Copper futures retreated 0.4 percent to $4.2585 a pound, while the Standard & Poor’s 500 Index slipped 0.2 percent to 1,256.77 at 4 p.m. New York time after a five-day rally drove its valuation to 15.7 times reported earnings, the highest since June. The U.S. dollar fell 0.5 percent versus Australia’s currency, 0.9 percent against New Zealand’s and 0.7 percent compared with the yen. Crude oil futures climbed 1.1 percent to $91.51, the highest settlement price since October 2008.
London Metal Exchange data show copper inventories rose for a ninth straight day, reaching the highest level since Oct. 29, signaling slowing demand. China is the world’s biggest metals user. Orders for U.S. capital equipment rebounded in November, sapping demand for the American currency today. The S&P 500 stalled after climbing to a two-year high.
“The economic data points that we’re getting are good on balance, but not madly positive,” said James Paulsen, chief investment strategist at Minneapolis-based Wells Capital Management, which oversees $342 billion. That could explain the muted response of investors. There’s downward pressure on commodities. That should weigh on today’s light action.”
U.S. stock markets are closed tomorrow in observance of the Christmas holiday. Volume on exchanges amounted to less than 4.6 billion shares, the lowest total for a full day this year.

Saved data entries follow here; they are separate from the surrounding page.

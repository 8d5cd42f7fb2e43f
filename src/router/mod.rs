//! # Router Module
//!
//! The router owns the `(method, path) → handler` table and the single
//! dispatch entry point that runs one request end to end.
//!
//! ## Overview
//!
//! The router is responsible for:
//! - Storing handlers under an exact `(method, path)` key (last write wins)
//! - Building the per-dispatch [`Request`](crate::request::Request)
//! - Asking the injector for the handler's arguments
//! - Invoking the handler and encoding its value with the request's
//!   current serializer
//! - Reporting every failure as a [`DispatchError`](crate::error::DispatchError)
//!   or, through [`Router::handle`], as a well-formed error response
//!
//! ## Dispatch Pipeline
//!
//! ```text
//! dispatch(method, path, body)
//!   1. lookup (method, path)          -> RouteNotFound (404)
//!   2. Request(body, Response(default serializer))
//!   3. injector.resolve(handler, req) -> UnresolvedDependency / Resolution (400)
//!   4. handler(args)                  -> Handler (500), panics included
//!   5. req.response.serializer.encode -> Encoding (500)
//!   6. RouteResponse { body, status, {"content-type": ...} }
//! ```
//!
//! Matching is exact: `/text` and `/text/` are different routes, and there are
//! no path parameters or wildcards.
//!
//! ## Example
//!
//! ```rust
//! use pyre_router::handler::Handler;
//! use pyre_router::router::Router;
//! use http::Method;
//! use serde_json::json;
//!
//! let mut router = Router::with_defaults();
//! router.get("/", Handler::from_fn("root", || Ok(json!({ "result": "test" }))));
//!
//! let res = router.dispatch(Method::GET, "/", Vec::new()).unwrap();
//! assert_eq!(res.status, 200);
//! assert_eq!(res.content_type(), Some("application/json"));
//! assert_eq!(res.body_str(), Some(r#"{"result": "test"}"#));
//! ```
//!
//! ## Concurrency
//!
//! Registration takes `&mut self` and dispatch takes `&self`: once the router
//! is shared behind an `Arc` for serving, the tables are read-only and any
//! number of dispatches may run at once.

mod core;

pub use self::core::Router;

Lennar Corp. and KB Home dropped at least 4.1 percent in U.S. stock trading after a government report showed that fewer new homes than forecast were sold in November. Bank of America Corp. slumped 2.4 percent after a judge gave MBIA Inc. permission to use statistical sampling, rather than going through every loan, in a fraud lawsuit. Micron Technology Inc. lost 4.1 percent as the largest U.S. maker of computer-memory chips reported fiscal first-quarter sales that missed analysts’ estimates.
The S&P 500 completed its recovery this week from the 46 percent plunge that followed Lehman Brothers Holdings Inc.’s bankruptcy in September 2008 as government data showed that the world’s largest economy grew at a faster pace in the third quarter than previously estimated. The stock index rallied 6.6 percent in December through yesterday after posting a combined gain of 13 percent in September and October, the biggest increase during those months since 1998.
Confidence among newsletter writers that U.S. stocks will rally has risen to the highest level since the middle of October 2007, the week after the S&P 500 and the Dow climbed to records. The proportion of bullish publications tracked by Investors Intelligence jumped to 58.8 percent on Dec. 21 from 56.8 percent a week earlier, the firm said yesterday. Sentiment has improved since October 2008, when the financial crisis drove the figure to a 20-year low of 22.2 percent.
“Optimism on stocks got very high yet people are afraid to short the market,” said Mark Bronzo, who helps manage $21 billion at Irvington, New York-based Security Global Investors. “The economy is growing at a moderate pace, but most data points are moving on the right direction. The U.S. will likely surprise positively.”